Dr Carlos Fitzsimons of the Swammerdam Institute for Life Sciences was awarded a €100,000 grant by the International Foundation for Alzheimer Research (ISAO) for his 2-year project entitled: Epigenetic programming of hippocampal neurogenesis by stress in sporadic Alzheimer’s disease models.

The risk of Alzheimer's disease (AD) is partly determined by age, genetic (family) influences and environmental factors. A key factor in this process is played by changes in the folding and "accessibility" of DNA, the so-called 'epigenetic' processes. Stress is an important environmental factor which can not only increase the risk of AD, but also induce epigenetic changes such as DNA methylation. DNA methylation changes brain cells, and possibly also the birth of new neurons in the adult brain. This process of so-called "neurogenesis" plays a role in learning and memory, and is also affected by stress, epigenetics and the presence of Alzheimer's proteins.

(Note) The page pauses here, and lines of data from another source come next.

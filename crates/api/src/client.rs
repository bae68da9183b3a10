//! Backend API client implementation.
//!
//! This module provides the [`ApiClient`] struct for talking to the
//! story-map backend: project fetching, story mutations, and wireframe
//! generation requests.

use reqwest::Method;
use secrecy::{ExposeSecret, SecretString};
use serde::{Deserialize, Serialize};
use tracing::{debug, instrument, warn};

use storymap_protocol::{
    JobId, Priority, Project, ProjectId, ReleaseId, Story, StoryId, StoryStatus, TaskId,
    WireframeStatus,
};

use crate::error::{Result, from_response};

/// Payload for creating a new story in a grid cell.
#[derive(Debug, Clone, Serialize)]
pub struct NewStory {
    /// The task column the story belongs to.
    pub task_id: TaskId,
    /// The release row, or `None` for the unscheduled row.
    #[serde(skip_serializing_if = "Option::is_none")]
    pub release_id: Option<ReleaseId>,
    /// The story title.
    pub title: String,
    /// An optional longer description.
    #[serde(skip_serializing_if = "Option::is_none")]
    pub description: Option<String>,
    /// The story priority.
    pub priority: Priority,
    /// Acceptance criteria lines.
    pub acceptance_criteria: Vec<String>,
}

/// Payload for moving a story to a different cell or position.
#[derive(Debug, Clone, Serialize)]
pub struct StoryMove {
    /// The destination task column.
    pub task_id: TaskId,
    /// The destination release row, or `None` for the unscheduled row.
    pub release_id: Option<ReleaseId>,
    /// The position within the destination cell (0-based).
    pub position: u32,
}

/// Payload for the quick status-cycle mutation.
#[derive(Debug, Clone, Serialize)]
struct StatusUpdate {
    status: StoryStatus,
}

/// Response from a wireframe generation request.
#[derive(Debug, Clone, Deserialize)]
pub struct GenerateResponse {
    /// The id of the enqueued background job.
    pub job_id: JobId,
}

/// Response from a wireframe status check.
#[derive(Debug, Clone, Deserialize)]
pub struct WireframeStatusResponse {
    /// The current job status.
    pub status: WireframeStatus,
    /// The persisted error message, if the job failed.
    #[serde(default)]
    pub error: Option<String>,
}

/// Backend API client with optional bearer-token authentication.
///
/// # Security
///
/// Tokens are stored using [`SecretString`] to prevent accidental logging
/// or exposure in debug output.
///
/// # Examples
///
/// ```no_run
/// use secrecy::SecretString;
/// use storymap_api::ApiClient;
///
/// # async fn example() -> storymap_api::Result<()> {
/// let token = SecretString::from("eyJ_your_token".to_string());
/// let client = ApiClient::new("http://localhost:8000", Some(token))?;
///
/// let project = client.fetch_project(1).await?;
/// println!("Loaded {}", project.name);
/// # Ok(())
/// # }
/// ```
#[derive(Debug)]
pub struct ApiClient {
    /// The underlying reqwest client.
    http: reqwest::Client,
    /// Base URL of the backend, without a trailing slash.
    base_url: String,
    /// Optional bearer token.
    token: Option<SecretString>,
}

impl ApiClient {
    /// Creates a new API client.
    ///
    /// # Arguments
    ///
    /// * `base_url` - Root URL of the backend (e.g. `http://localhost:8000`).
    ///   A trailing slash is tolerated and stripped.
    /// * `token` - Optional bearer token. When `None`, requests are sent
    ///   unauthenticated and the backend will reject protected routes
    ///   with 401.
    ///
    /// # Errors
    ///
    /// Returns an error if the underlying HTTP client fails to initialize.
    #[instrument(skip(base_url, token), fields(authenticated = token.is_some()))]
    pub fn new(base_url: impl Into<String>, token: Option<SecretString>) -> Result<Self> {
        let mut base_url = base_url.into();
        while base_url.ends_with('/') {
            base_url.pop();
        }

        debug!(%base_url, "creating API client");
        let http = reqwest::Client::builder().build()?;

        Ok(Self {
            http,
            base_url,
            token,
        })
    }

    /// Returns whether this client carries a bearer token.
    #[must_use]
    pub fn is_authenticated(&self) -> bool {
        self.token.is_some()
    }

    /// Builds a request for `path`, applying the bearer token when present.
    fn request(&self, method: Method, path: &str) -> reqwest::RequestBuilder {
        let url = format!("{}{path}", self.base_url);
        let builder = self.http.request(method, url);
        match &self.token {
            Some(token) => builder.bearer_auth(token.expose_secret()),
            None => builder,
        }
    }

    /// Sends a request and decodes the JSON body, mapping non-success
    /// statuses to [`Error::Unauthorized`](crate::error::Error::Unauthorized)
    /// or [`Error::Api`](crate::error::Error::Api).
    async fn send<T: serde::de::DeserializeOwned>(
        &self,
        builder: reqwest::RequestBuilder,
    ) -> Result<T> {
        let response = builder.send().await?;
        if !response.status().is_success() {
            let err = from_response(response).await;
            warn!(error = %err, "API request rejected");
            return Err(err);
        }
        Ok(response.json().await?)
    }

    /// Fetches the full project snapshot, including wireframe fields.
    ///
    /// # Errors
    ///
    /// Returns [`Error::Api`](crate::error::Error::Api) with the backend's
    /// detail message if the
    /// project does not exist or belongs to another user.
    #[instrument(skip(self))]
    pub async fn fetch_project(&self, project_id: ProjectId) -> Result<Project> {
        debug!("fetching project snapshot");
        let project: Project = self
            .send(self.request(Method::GET, &format!("/project/{project_id}")))
            .await?;
        debug!(
            activities = project.activities.len(),
            releases = project.releases.len(),
            "fetched project"
        );
        Ok(project)
    }

    /// Creates a new story in the cell named by the payload.
    #[instrument(skip(self, story), fields(task_id = story.task_id))]
    pub async fn create_story(&self, story: &NewStory) -> Result<Story> {
        debug!(title = %story.title, "creating story");
        self.send(self.request(Method::POST, "/story").json(story))
            .await
    }

    /// Sets a story's status directly.
    ///
    /// This is the quick mutation behind the status-cycle interaction;
    /// the caller computes the successor status locally and sends the
    /// result here.
    #[instrument(skip(self))]
    pub async fn update_story_status(
        &self,
        story_id: StoryId,
        status: StoryStatus,
    ) -> Result<Story> {
        debug!(?status, "updating story status");
        self.send(
            self.request(Method::PATCH, &format!("/story/{story_id}/status"))
                .json(&StatusUpdate { status }),
        )
        .await
    }

    /// Moves a story to a new cell and position.
    #[instrument(skip(self, target), fields(task_id = target.task_id, position = target.position))]
    pub async fn move_story(&self, story_id: StoryId, target: &StoryMove) -> Result<Story> {
        debug!("moving story");
        self.send(
            self.request(Method::PATCH, &format!("/story/{story_id}/move"))
                .json(target),
        )
        .await
    }

    /// Deletes a story.
    #[instrument(skip(self))]
    pub async fn delete_story(&self, story_id: StoryId) -> Result<()> {
        debug!("deleting story");
        let response = self
            .request(Method::DELETE, &format!("/story/{story_id}"))
            .send()
            .await?;
        if !response.status().is_success() {
            return Err(from_response(response).await);
        }
        Ok(())
    }

    /// Requests generation of the project wireframe.
    ///
    /// The backend enqueues a background job and returns its id; the
    /// caller is expected to poll [`wireframe_status`](Self::wireframe_status)
    /// until the job leaves the pending state.
    #[instrument(skip(self))]
    pub async fn generate_wireframe(&self, project_id: ProjectId) -> Result<JobId> {
        debug!("requesting wireframe generation");
        let response: GenerateResponse = self
            .send(self.request(
                Method::POST,
                &format!("/project/{project_id}/generate-wireframe"),
            ))
            .await?;
        debug!(job_id = %response.job_id, "wireframe job enqueued");
        Ok(response.job_id)
    }

    /// Fetches the current wireframe job status for a project.
    #[instrument(skip(self))]
    pub async fn wireframe_status(&self, project_id: ProjectId) -> Result<WireframeStatusResponse> {
        self.send(self.request(
            Method::GET,
            &format!("/project/{project_id}/wireframe-status"),
        ))
        .await
    }
}

#[cfg(test)]
mod tests {
    use super::*;

    #[test]
    fn new_strips_trailing_slashes() {
        let client = ApiClient::new("http://localhost:8000/", None).unwrap();
        assert_eq!(client.base_url, "http://localhost:8000");
    }

    #[test]
    fn new_unauthenticated_client() {
        let client = ApiClient::new("http://localhost:8000", None).unwrap();
        assert!(!client.is_authenticated());
    }

    #[test]
    fn new_authenticated_client() {
        let token = SecretString::from("fake_token_for_testing".to_string());
        let client = ApiClient::new("http://localhost:8000", Some(token)).unwrap();
        assert!(client.is_authenticated());
    }

    #[test]
    fn new_story_serializes_without_empty_optionals() {
        let story = NewStory {
            task_id: 11,
            release_id: None,
            title: "Browse the catalog".to_string(),
            description: None,
            priority: Priority::Mvp,
            acceptance_criteria: vec![],
        };
        let json = serde_json::to_value(&story).unwrap();
        assert!(json.get("release_id").is_none());
        assert!(json.get("description").is_none());
        assert_eq!(json["priority"], "MVP");
    }

    #[test]
    fn story_move_serializes_unscheduled_release_as_null() {
        let target = StoryMove {
            task_id: 11,
            release_id: None,
            position: 2,
        };
        let json = serde_json::to_value(&target).unwrap();
        assert!(json["release_id"].is_null());
        assert_eq!(json["position"], 2);
    }

    #[test]
    fn wireframe_status_response_deserializes_without_error_field() {
        let response: WireframeStatusResponse =
            serde_json::from_str(r#"{"status": "pending"}"#).unwrap();
        assert_eq!(response.status, WireframeStatus::Pending);
        assert!(response.error.is_none());
    }

    #[test]
    fn generate_response_deserializes_job_id() {
        let response: GenerateResponse =
            serde_json::from_str(r#"{"job_id": "4f9b2a1e-3c6d-4b8f-9e2a-1c5d7f8a9b0c"}"#).unwrap();
        assert_eq!(
            response.job_id.to_string(),
            "4f9b2a1e-3c6d-4b8f-9e2a-1c5d7f8a9b0c"
        );
    }
}
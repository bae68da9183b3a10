//! storymap - a terminal story-map planning board.
//!
//! Connects to the configured backend when one is set; otherwise runs
//! against a bundled read-only demo project.

use std::fs::File;
use std::sync::{Arc, Mutex};

use anyhow::Context;
use storymap_api::ApiClient;
use storymap_config::{Config, auth::resolve_token};
use storymap_protocol::dummy_project;
use storymap_tui::{App, terminal};
use tracing::info;

/// Environment variable holding the tracing filter (e.g. `debug` or
/// `storymap_api=trace`). Unset means no logging at all.
const ENV_LOG: &str = "STORYMAP_LOG";

/// Log destination. Logs go to a file since stderr would fight the TUI
/// for the terminal.
const LOG_FILE: &str = "storymap.log";

fn init_tracing() -> anyhow::Result<()> {
    if std::env::var_os(ENV_LOG).is_none() {
        return Ok(());
    }
    let file = File::create(LOG_FILE).with_context(|| format!("failed to create {LOG_FILE}"))?;
    tracing_subscriber::fmt()
        .with_env_filter(tracing_subscriber::EnvFilter::from_env(ENV_LOG))
        .with_writer(Mutex::new(file))
        .with_ansi(false)
        .init();
    Ok(())
}

#[tokio::main]
async fn main() -> anyhow::Result<()> {
    init_tracing()?;
    let config = Config::load().await?;

    let (project, client) = if config.has_backend() {
        let base_url = config
            .api
            .base_url
            .clone()
            .context("backend configured without a base URL")?;
        let token = resolve_token(config.api.token.as_deref());
        let client = Arc::new(ApiClient::new(&base_url, token)?);
        let project_id = config.api.project_id.context(
            "no project selected; set STORYMAP_PROJECT_ID or api.project_id in the config file",
        )?;
        let project = client
            .fetch_project(project_id)
            .await
            .context("failed to load the project")?;
        info!(project = %project.name, "loaded project from backend");
        (project, Some(client))
    } else {
        info!("no backend configured, using the bundled demo project");
        (dummy_project(), None)
    };

    terminal::install_panic_hook();
    let mut terminal = terminal::setup_terminal()?;

    let mut app = App::new(project, config, client);
    let result = app.run(&mut terminal).await;

    // Restore even when the loop failed.
    terminal::restore_terminal(&mut terminal)?;
    result
}
//! Board layout tuning.
//!
//! This module provides the [`BoardConfig`] type which controls card
//! geometry, the list-virtualization threshold, and the hover-preview
//! delay. Values come with working defaults; validation keeps them
//! consistent with each other.

use std::time::Duration;

use serde::{Deserialize, Serialize};

/// Default cell size at which card lists switch to windowed rendering.
pub const DEFAULT_VIRTUALIZE_THRESHOLD: usize = 12;

/// Default minimum visible card rows in a windowed cell.
pub const DEFAULT_MIN_VISIBLE_ROWS: usize = 3;

/// Default maximum visible card rows in a windowed cell.
pub const DEFAULT_MAX_VISIBLE_ROWS: usize = 6;

/// Default card height in terminal rows.
pub const DEFAULT_CARD_HEIGHT: u16 = 4;

/// Default vertical gap between cards in terminal rows.
pub const DEFAULT_ROW_GAP: u16 = 1;

/// Default task column width in terminal columns.
pub const DEFAULT_COLUMN_WIDTH: u16 = 24;

/// Default hover delay before the preview appears (milliseconds).
pub const DEFAULT_HOVER_DELAY_MS: u64 = 400;

/// Board layout and interaction tuning.
///
/// # Examples
///
/// ```
/// use storymap_config::BoardConfig;
///
/// let board = BoardConfig::default();
/// assert_eq!(board.virtualize_threshold, 12);
/// assert_eq!(board.max_visible_rows, 6);
/// ```
#[derive(Debug, Clone, PartialEq, Eq, Serialize, Deserialize)]
pub struct BoardConfig {
    /// Cell story count at which rendering switches to a window.
    #[serde(default = "default_threshold")]
    pub virtualize_threshold: usize,

    /// Minimum rows kept visible in a windowed cell.
    #[serde(default = "default_min_rows")]
    pub min_visible_rows: usize,

    /// Maximum rows kept visible in a windowed cell.
    #[serde(default = "default_max_rows")]
    pub max_visible_rows: usize,

    /// Card height in terminal rows.
    #[serde(default = "default_card_height")]
    pub card_height: u16,

    /// Vertical gap between cards in terminal rows.
    #[serde(default = "default_row_gap")]
    pub row_gap: u16,

    /// Task column width in terminal columns.
    #[serde(default = "default_column_width")]
    pub column_width: u16,

    /// Hover delay before the preview appears, in milliseconds.
    #[serde(default = "default_hover_delay")]
    pub hover_delay_ms: u64,
}

fn default_threshold() -> usize {
    DEFAULT_VIRTUALIZE_THRESHOLD
}

fn default_min_rows() -> usize {
    DEFAULT_MIN_VISIBLE_ROWS
}

fn default_max_rows() -> usize {
    DEFAULT_MAX_VISIBLE_ROWS
}

fn default_card_height() -> u16 {
    DEFAULT_CARD_HEIGHT
}

fn default_row_gap() -> u16 {
    DEFAULT_ROW_GAP
}

fn default_column_width() -> u16 {
    DEFAULT_COLUMN_WIDTH
}

fn default_hover_delay() -> u64 {
    DEFAULT_HOVER_DELAY_MS
}

impl Default for BoardConfig {
    fn default() -> Self {
        Self {
            virtualize_threshold: DEFAULT_VIRTUALIZE_THRESHOLD,
            min_visible_rows: DEFAULT_MIN_VISIBLE_ROWS,
            max_visible_rows: DEFAULT_MAX_VISIBLE_ROWS,
            card_height: DEFAULT_CARD_HEIGHT,
            row_gap: DEFAULT_ROW_GAP,
            column_width: DEFAULT_COLUMN_WIDTH,
            hover_delay_ms: DEFAULT_HOVER_DELAY_MS,
        }
    }
}

impl BoardConfig {
    /// Returns the hover delay as a [`Duration`].
    #[must_use]
    pub const fn hover_delay(&self) -> Duration {
        Duration::from_millis(self.hover_delay_ms)
    }

    /// Validates the board metrics.
    ///
    /// # Errors
    ///
    /// Returns an error if any metric is zero where it must not be, or
    /// if the row clamp bounds are inverted.
    pub fn validate(&self) -> crate::Result<()> {
        if self.virtualize_threshold == 0 {
            return Err(crate::ConfigError::InvalidBoardMetrics {
                reason: "virtualize_threshold must be at least 1".to_string(),
            });
        }
        if self.min_visible_rows == 0 {
            return Err(crate::ConfigError::InvalidBoardMetrics {
                reason: "min_visible_rows must be at least 1".to_string(),
            });
        }
        if self.min_visible_rows > self.max_visible_rows {
            return Err(crate::ConfigError::InvalidBoardMetrics {
                reason: format!(
                    "min_visible_rows {} exceeds max_visible_rows {}",
                    self.min_visible_rows, self.max_visible_rows
                ),
            });
        }
        if self.card_height == 0 || self.column_width == 0 {
            return Err(crate::ConfigError::InvalidBoardMetrics {
                reason: "card_height and column_width must be at least 1".to_string(),
            });
        }
        Ok(())
    }
}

Most current animal models of Alzheimer’s disease (AD) are based on the expression of mutated genes associated with the familiar form of AD. These models have played a major role in identifying pathological mechanisms linked to and in evaluating novel therapies. However, familial AD affects only a minority of AD patients. Moreover, in these models pathology starts early in life and is driven fundamentally by the expression of the mutated gene, making them especially unsuitable for the study of the effect of environmental factors, such as stress, on AD progression. 

Fitzsimons plans on using sensitive, modern techniques to identify how external (environmental) factors such as stress, causes changes in epigenetics, and what those changes are. He will also determine how these changes may affect the new nerve cells, their synaptic connections and their function in cultures and animal dementia models.